Cutting edge technology in the North

Meat ice cream, the world’s most connected human being, exoskeletons, and transformer-like robots. Cutting Edge festival during Oslo Innovation Week gave a glimpse into the future. 

Outside the Oslo Science Park a massive, white dome covers the horizon. Inside it, some of the most innovative companies and human beings will spend the next many hours discussing the future of food, smart cities, energy and digital life. It’s the Cutting Edge Festival, a whole day in the name of science, technology, and innovation, during the Oslo Innovation Week.

Before the festival kicked off Tuesday during Oslo Innovation Week, some of us were treated to a VIP dinner at the Science Park. Here, Marius Øgaard and Kremena Tosheva from Oslotech promised me, that the coming day, I would eat meat that would blow my mind, meet transforming robots with wheels and legs, play with the newest drones, and that I would learn to hack time.

The mindful cyborg

Search for worlds most connected man on Google, and you’ll find Chris Dancy. He is a mindful cyborg optimizing his life with up to 700 real-time life-logging systems that track and analyze everything from caloric intake to spiritual wellbeing and in that way make him able to hack time. Yes, you read that correctly; hack time. The perception of time is a product of the mind and wearables and smartphones are our personal time machines. With the technology, we can nudge our minds to perceive time differently, to optimize our lives and improve our selves. Chris Dancy pops by the dinner, teasing for his talk in the Dome at the festival.

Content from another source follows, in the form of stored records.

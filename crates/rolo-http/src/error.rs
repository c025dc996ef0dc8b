//! API error type — maps library errors onto HTTP statuses and JSON bodies.
//!
//! Every error body has the shape `{"error": "<message>"}`. Unknown field
//! names are a validation failure (422); a page starting past the last result
//! is a plain client error (400).

use axum::http::StatusCode;
use axum::response::{IntoResponse, Response};
use axum::Json;
use rolo_core::{SearchError, UnknownFieldError};
use serde_json::json;

/// Anything a handler can fail with.
#[derive(Debug, thiserror::Error)]
pub enum ApiError {
    #[error(transparent)]
    UnknownField(#[from] UnknownFieldError),
    #[error(transparent)]
    Search(#[from] SearchError),
}

impl ApiError {
    pub fn status(&self) -> StatusCode {
        match self {
            ApiError::UnknownField(_) => StatusCode::UNPROCESSABLE_ENTITY,
            ApiError::Search(SearchError::PageOutOfRange { .. }) => StatusCode::BAD_REQUEST,
        }
    }
}

impl IntoResponse for ApiError {
    fn into_response(self) -> Response {
        let status = self.status();
        tracing::debug!(%status, error = %self, "request rejected");
        (status, Json(json!({ "error": self.to_string() }))).into_response()
    }
}

// ---------------------------------------------------------------------------
// Tests
// ---------------------------------------------------------------------------
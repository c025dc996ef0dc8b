//! Search — case-insensitive substring filtering with size/offset pagination.
//!
//! [`search`] is a pure function over a contact slice: it never mutates the
//! records and has no side effects, so a single shared dataset can serve any
//! number of concurrent requests.

use crate::types::{Contact, Field};
use serde::Serialize;

/// Page size applied when a request does not specify one.
pub const DEFAULT_PAGE_SIZE: usize = 20;

/// A validated search request.
#[derive(Debug, Clone)]
pub struct SearchRequest {
    /// Substring to look for. `None` or `""` means no filtering.
    pub query: Option<String>,
    /// Restrict matching to a single field. `None` scans all six.
    pub field: Option<Field>,
    pub size: usize,
    pub offset: usize,
}

impl SearchRequest {
    /// Everything, first page, default size.
    pub fn all() -> Self {
        Self {
            query: None,
            field: None,
            size: DEFAULT_PAGE_SIZE,
            offset: 0,
        }
    }

    /// Unscoped query, first page, default size.
    pub fn new(query: impl Into<String>) -> Self {
        Self {
            query: Some(query.into()),
            ..Self::all()
        }
    }

    /// Query scoped to one field.
    pub fn scoped(query: impl Into<String>, field: Field) -> Self {
        Self {
            field: Some(field),
            ..Self::new(query)
        }
    }

    /// Override pagination.
    pub fn page(mut self, size: usize, offset: usize) -> Self {
        self.size = size;
        self.offset = offset;
        self
    }
}

/// One page of filtered results plus the total match count.
///
/// `total` counts every filtered record, not just the page slice.
#[derive(Debug, Clone, PartialEq, Eq, Serialize)]
pub struct SearchPage {
    pub results: Vec<Contact>,
    pub total: usize,
}

/// Errors from [`search`].
#[derive(Debug, Clone, PartialEq, Eq, thiserror::Error)]
pub enum SearchError {
    /// The requested page starts past the last filtered result.
    #[error("page start {start} is past the last result ({total} total)")]
    PageOutOfRange { start: usize, total: usize },
}

/// Filter `contacts` by the request and slice out one page.
///
/// Matching is case-insensitive substring containment. With a `field`, only
/// that field is inspected; without one, the first matching field keeps the
/// record, so a record appears at most once no matter how many fields match.
///
/// Pagination: `start = size * offset`. A `start` strictly past the filtered
/// count is an error; `start == total` is a valid empty page.
pub fn search(contacts: &[Contact], req: &SearchRequest) -> Result<SearchPage, SearchError> {
    let filtered: Vec<&Contact> = match req.query.as_deref() {
        Some(query) if !query.is_empty() => {
            let needle = query.to_lowercase();
            contacts
                .iter()
                .filter(|contact| matches(contact, &needle, req.field))
                .collect()
        }
        _ => contacts.iter().collect(),
    };

    let total = filtered.len();
    let start = req.size.saturating_mul(req.offset);
    if start > total {
        return Err(SearchError::PageOutOfRange { start, total });
    }
    let stop = start.saturating_add(req.size).min(total);

    Ok(SearchPage {
        results: filtered[start..stop].iter().map(|c| (*c).clone()).collect(),
        total,
    })
}

fn matches(contact: &Contact, needle: &str, field: Option<Field>) -> bool {
    match field {
        Some(field) => field.get(contact).to_lowercase().contains(needle),
        None => Field::ALL
            .iter()
            .any(|field| field.get(contact).to_lowercase().contains(needle)),
    }
}

// ---------------------------------------------------------------------------
// Tests
// ---------------------------------------------------------------------------
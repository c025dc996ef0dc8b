//! rolo-http — the HTTP surface of rolo.
//!
//! Builds the axum router and serves it. Handlers stay thin: parse the query
//! string, call into `rolo-core`, and map errors onto status codes. All state
//! is injected through [`AppState`]; there are no module-level globals.

pub mod error;
pub mod handlers;

use axum::{routing::get, Router};
use rolo_core::Dataset;
use std::net::SocketAddr;
use std::sync::Arc;
use tokio::net::TcpListener;

/// State shared by all handlers: the read-only contact dataset.
#[derive(Clone)]
pub struct AppState {
    pub dataset: Arc<Dataset>,
}

impl AppState {
    pub fn new(dataset: Dataset) -> Self {
        Self {
            dataset: Arc::new(dataset),
        }
    }
}

/// Build the route table.
pub fn router(state: AppState) -> Router {
    Router::new()
        .route("/", get(handlers::index))
        .route("/search", get(handlers::search))
        .route("/health", get(handlers::health))
        .with_state(state)
}

/// Bind `addr` and serve requests until the task is stopped.
pub async fn serve(addr: SocketAddr, state: AppState) -> anyhow::Result<()> {
    let listener = TcpListener::bind(addr).await?;
    tracing::info!("listening on http://{}", listener.local_addr()?);
    axum::serve(listener, router(state)).await?;
    Ok(())
}
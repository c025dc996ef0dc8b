//! Configuration types for rolo.
//!
//! [`Config::load`] reads `~/.config/rolo/config.toml`, creating it with
//! hardcoded defaults if it does not yet exist. [`Config::defaults`] returns
//! the same defaults without touching the filesystem (useful in tests).

use serde::Deserialize;
use std::path::{Path, PathBuf};

// ---------------------------------------------------------------------------
// Embedded defaults
// ---------------------------------------------------------------------------

const DEFAULT_CONFIG: &str = r#"
[server]
bind = "127.0.0.1:8080"

[dataset]
path = ""
"#;

// ---------------------------------------------------------------------------
// Public config types
// ---------------------------------------------------------------------------

/// Top-level application configuration, loaded from `~/.config/rolo/config.toml`.
#[derive(Debug, Clone, Deserialize)]
pub struct Config {
    #[serde(default)]
    pub server: ServerConfig,
    #[serde(default)]
    pub dataset: DatasetConfig,
}

/// `[server]` section of `config.toml`.
#[derive(Debug, Clone, Deserialize)]
pub struct ServerConfig {
    /// Socket address the HTTP listener binds, e.g. `127.0.0.1:8080`.
    #[serde(default = "default_bind")]
    pub bind: String,
}

fn default_bind() -> String { "127.0.0.1:8080".to_string() }

impl Default for ServerConfig {
    fn default() -> Self {
        Self { bind: default_bind() }
    }
}

/// `[dataset]` section of `config.toml`. An empty `path` selects the embedded
/// sample dataset.
#[derive(Debug, Clone, Default, Deserialize)]
pub struct DatasetConfig {
    #[serde(default)]
    pub path: String,
}

impl Default for Config {
    fn default() -> Self {
        Self::defaults()
    }
}

impl Config {
    /// Load from `~/.config/rolo/config.toml`, layered on top of the built-in
    /// defaults. Creates the file with defaults if it does not exist.
    pub fn load() -> anyhow::Result<Self> {
        let path = config_path();

        if !path.exists() {
            if let Some(parent) = path.parent() {
                std::fs::create_dir_all(parent)?;
            }
            std::fs::write(&path, DEFAULT_CONFIG.trim_start())?;
        }

        config::Config::builder()
            .add_source(config::File::from_str(DEFAULT_CONFIG, config::FileFormat::Toml))
            .add_source(config::File::from(path.as_path()).required(false))
            .build()?
            .try_deserialize()
            .map_err(Into::into)
    }

    /// Load from an explicit config file, layered on the built-in defaults.
    /// Unlike [`Config::load`], the file must exist.
    pub fn load_from(path: &Path) -> anyhow::Result<Self> {
        config::Config::builder()
            .add_source(config::File::from_str(DEFAULT_CONFIG, config::FileFormat::Toml))
            .add_source(config::File::from(path))
            .build()?
            .try_deserialize()
            .map_err(Into::into)
    }

    /// Return the built-in defaults without touching the filesystem.
    pub fn defaults() -> Self {
        config::Config::builder()
            .add_source(config::File::from_str(DEFAULT_CONFIG, config::FileFormat::Toml))
            .build()
            .expect("built-in default config must be valid TOML")
            .try_deserialize()
            .expect("built-in default config must deserialize correctly")
    }
}

// ---------------------------------------------------------------------------
// Path helpers
// ---------------------------------------------------------------------------

fn config_path() -> PathBuf {
    std::env::var("XDG_CONFIG_HOME")
        .map(PathBuf::from)
        .unwrap_or_else(|_| {
            PathBuf::from(std::env::var("HOME").unwrap_or_else(|_| ".".to_string()))
                .join(".config")
        })
        .join("rolo")
        .join("config.toml")
}

// ---------------------------------------------------------------------------
// Tests
// ---------------------------------------------------------------------------
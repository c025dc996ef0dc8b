//! Static contact corpora used across harnesses.
//!
//! `CORPUS_CONTACTS` is in the on-disk (raw) shape — `job_history` is a list
//! — so the same fixture exercises dataset loading and search. The corpus is
//! constructed so that:
//!
//! - `"reno"` unscoped matches two records (Jane Doe's city, Reno Berger's
//!   name) but each field-scoped variant matches exactly one;
//! - `"acme"` matches two records, one of them (Arthur Vance) in both
//!   `company` and `email`, guarding the no-duplicates property.

use rolo_core::{Contact, RawContact};

pub const CORPUS_CONTACTS: &str = r#"[
  {
    "name": "Jane Doe",
    "email": "jane.doe@washoe-schools.org",
    "company": "Washoe County Schools",
    "city": "Reno",
    "country": "USA",
    "job_history": ["Teacher", "Clerk"]
  },
  {
    "name": "Arthur Vance",
    "email": "arthur.vance@acme-mfg.com",
    "company": "Acme Manufacturing",
    "city": "Cleveland",
    "country": "USA",
    "job_history": ["Machinist", "Foreman"]
  },
  {
    "name": "Priya Sharma",
    "email": "priya.sharma@lumen-analytics.io",
    "company": "Lumen Analytics",
    "city": "Pune",
    "country": "India",
    "job_history": ["Data Analyst", "Product Manager"]
  },
  {
    "name": "Marco Rossi",
    "email": "marco@trattoria-rossi.it",
    "company": "Trattoria Rossi",
    "city": "Milan",
    "country": "Italy",
    "job_history": ["Line Cook", "Chef", "Owner"]
  },
  {
    "name": "Sofia Almeida",
    "email": "sofia.almeida@porto-freight.pt",
    "company": "Porto Freight",
    "city": "Porto",
    "country": "Portugal",
    "job_history": ["Dispatcher"]
  },
  {
    "name": "Chen Wei",
    "email": "chen.wei@acme-logistics.cn",
    "company": "Acme Logistics",
    "city": "Shanghai",
    "country": "China",
    "job_history": ["Driver", "Fleet Coordinator"]
  },
  {
    "name": "Amara Okafor",
    "email": "amara.okafor@lagos-health.ng",
    "company": "Lagos Health Trust",
    "city": "Lagos",
    "country": "Nigeria",
    "job_history": ["Nurse", "Ward Manager"]
  },
  {
    "name": "Reno Berger",
    "email": "reno.berger@alpen-consult.at",
    "company": "Alpen Consulting",
    "city": "Vienna",
    "country": "Austria",
    "job_history": ["Consultant"]
  }
]"#;

/// Parse [`CORPUS_CONTACTS`] into normalised contacts.
pub fn corpus() -> Vec<Contact> {
    let raw: Vec<RawContact> =
        serde_json::from_str(CORPUS_CONTACTS).expect("corpus fixture must be valid JSON");
    raw.into_iter().map(Contact::from).collect()
}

The next day, outside the dome between tents and food trucks, a red tuk-tuk catches my eye. I slowly walk towards it, and I am greeted with big smiles from Bistro Invitro, the world’s first lab-grown meat restaurant.

“Would you like to taste some meat ice cream?” they ask. And how could I say no? There are several flavors to choose from; Dragon, Polar Bear, and Bacon. I order a cup of bacon, the most familiar sounding option and one can never go wrong with bacon. I get two tiny, white scoops in a wafer-like cup. I take a small bite. It tastes like vanilla ice cream but with more body, more umami. I eat the rest in one bite and order another. For research purposes. I get a scoop of the Dragon; a yellow mango flavored ice cream where the meat notes are more prevalent than in the other.  It’s good. And so are the visions of Bistro Invitro. They believe that meat produced from animal cells cultured in a bioreactor can offer a sustainable alternative to meat production in the future.

Alternative food sources and humanoid robots

Inside the Science Park, numerous startups, companies, and entrepreneurs have set up booths, showcasing new products, inventions, and ideas. My stomach not quite full yet guides me towards a table full of yummy looking bowls of seafood. It’s The Northern Company handing out samples of dishes with seaweed harvested from the North Atlantic Ocean. On the table to the right of them, Acheta offers crispbread and smoothies with cricket flour. It tastes nothing like insects but packs great amounts of protein.

I’m right in time for a demo that I have especially looked forward to. One of the most advanced humanoid robots is standing right before me in all its metallic grandeur, wires connection joints like tendons. It is almost as tall as it’s creators from Kaist, the awarded Korean robotics company, that took home the 2 million dollar price at the 2015 Darpa challenge with this humanoid robot, the DRC-Hubo.

They turn on the robot, and it turns it’s camera face to the blocks of wood on the floor in front of us. Ever so slowly it raises one leg and steps onto the blocks that resemble debris from a nuclear accident. It scales the obstacles and reaches another challenge; a pole has to be lifted to free trapped persons – if this was a real crash site. It picks up the mast with its machine muscles, and mic drops it to the floor. The audience applauds, some lucky enough to shake the hand of the robot and feel the cold metal clasping gently around their fingers.

Powerful machines

Just behind my back, another miracle takes place. A person with quadriplegia stands up! An exoskeleton is wrapped around his waist and legs. With a black crutch in each hand, he starts to walk through the expo area leaving the audience gasping.

His name is Andre van Rüschen, and the Israeli company ReWalk has developed the exoskeleton. Not a new technology per se but a very advanced piece of medical device that allows wheelchair-bound individuals to stand and walk again. A car accident left Andre van Rüschen without any feeling in his legs. For ten years he was bound to his wheelchair. Now with the help of the metal frame, the sensor-laden motors, and a remote strapped around his wrist he can even climb stairs.

With more than 50 talks, 40 stands, and over 1400 attendees, Cutting Edge offered both something for the masses and the professionals. I almost bought a build-it-yourself drone (too expensive for my budget), I got my DNA tested for damage (none detected), and learned about some of the new tools for the future of work (video conversations will become easier to handle).

In the words of the people behind Cutting Edge, it is a jam session for the people creating Norway’s business plan after the oil runs out.